In arid areas, with rivers functioning episodically, alluvial resources are the main source of water. Considering the intensified regulation of discharge in montane catchments, supplying the intermittent rivers, in the nearest future alluvial aquifers will gain key importance for the functioning of people in arid zones. The research aimed to investigate the diversified chemistry of alluvial waters typical of large intermittent river valleys in hot arid zones as well as to analyse processes determining the water chemistry and affecting its diversity. The detailed study, carried out in October 2015, covered the Draa river valley (1100 km total length) in the region of the Mhamid Oasis. The examined water was sampled from all wells found in the study area. Concentrations of the main cations: Ca2+, Mg2+, K+, Na+, NH4+, and Li+, anions: Cl−, SO42−, HCO3−, and NO3−, as well as trace elements: Al, As, Cd, Co, Cr, Cu, Fe, Mn, Ni, Pb, Sr, and Zn, were identified. Results were analysed with statistical, hydrochemical, and geochemical modelling methods.
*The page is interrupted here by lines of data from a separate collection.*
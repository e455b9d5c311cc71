//! Structured lifecycle events for jobs, peers, and sandboxes.
//!
//! Every event carries an `event` field (`job.submitted`, `peer.lost`, ...)
//! so JSON log pipelines can filter on it. Per-job spans come from
//! [`job_span`] and are attached to spawned tasks with
//! `tracing::Instrument`.

use gpulend_ledger::{JobId, Outcome, PeerId};
use tracing::{info, warn, Span};

/// Which side of a job the span belongs to.
#[derive(Debug, Clone, Copy, PartialEq, Eq)]
pub enum JobRole {
    Requester,
    Executor,
}

impl JobRole {
    fn as_str(self) -> &'static str {
        match self {
            JobRole::Requester => "requester",
            JobRole::Executor => "executor",
        }
    }
}

/// Span tagged with the job id, for instrumenting a job's driver task.
pub fn job_span(job_id: &JobId, role: JobRole) -> Span {
    tracing::info_span!("gpulend.job", job_id = %job_id, role = role.as_str())
}

pub fn emit_job_submitted(job_id: &JobId, requester: &PeerId, first_candidate: &PeerId) {
    info!(
        event = "job.submitted",
        job_id = %job_id,
        requester = %requester.short(),
        candidate = %first_candidate.short(),
    );
}

pub fn emit_job_transition(job_id: &JobId, state: &str, peer: Option<&PeerId>) {
    info!(
        event = "job.transition",
        job_id = %job_id,
        state = state,
        peer = %peer.map(PeerId::short).unwrap_or("-"),
    );
}

/// Emit event: a job reached its terminal outcome.
pub fn emit_job_finished(job_id: &JobId, executor: &PeerId, outcome: &Outcome, duration_ms: u64) {
    info!(
        event = "job.finished",
        job_id = %job_id,
        executor = %executor.short(),
        outcome = %outcome,
        duration_ms = duration_ms,
        success = outcome.is_success(),
    );
}

pub fn emit_offer_declined(job_id: &JobId, peer: &PeerId, reason: &str) {
    info!(event = "offer.declined", job_id = %job_id, peer = %peer.short(), reason = reason);
}

pub fn emit_peer_lost(job_id: &JobId, peer: &PeerId, redispatch: bool) {
    warn!(event = "peer.lost", job_id = %job_id, peer = %peer.short(), redispatch = redispatch);
}

pub fn emit_peer_evicted(peer: &PeerId, silent_ms: u64) {
    info!(event = "peer.evicted", peer = %peer.short(), silent_ms = silent_ms);
}

pub fn emit_sandbox_killed(job_id: &JobId, reason: &str) {
    warn!(event = "sandbox.killed", job_id = %job_id, reason = reason);
}

/// Emit event: ledger write failed after a terminal outcome (error level).
pub fn emit_ledger_write_failed(job_id: &JobId, error: &dyn std::fmt::Display) {
    tracing::error!(event = "ledger.write_failed", job_id = %job_id, error = %error);
}

#[cfg(test)]
mod tests {
    use super::*;

    #[test]
    fn job_span_enters() {
        let span = job_span(&JobId::from("job-1"), JobRole::Executor);
        let _entered = span.entered();
        emit_job_transition(&JobId::from("job-1"), "running", None);
    }
}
Alluvial waters of the eastern and western part of the oasis differed in concentrations of numerous components, what resulted from the regulation of irrigation. Specific electrical conductivity showed a 3.5-fold increase, from 3800 to 13800 μS/cm, consistent with the direction of water flow in the oasis, from east to west. Even a greater rise was observed for ions: Cl− (6x), Na+ (5.5x), Mg2+ (5.0x), Ca2+, and SO42− (3.5x). Such a composition indicated multiionic hydrochemical type of waters dominated by Na+ and Cl−. Additionally, high Pearson correlation coefficients were recorded for Na+ and Cl− (0.98) as well as Mg2+ and Cl− (0.97). The saturation index suggested that the main water components originated from dissolving of minerals such as halite, anhydrite, sylvite, and gypsum. Groundwater chemistry in the Mhamid Oasis was determined mainly by geogenic processes, such as dissolving of evaporates, precipitation of carbonate minerals, and ion exchange.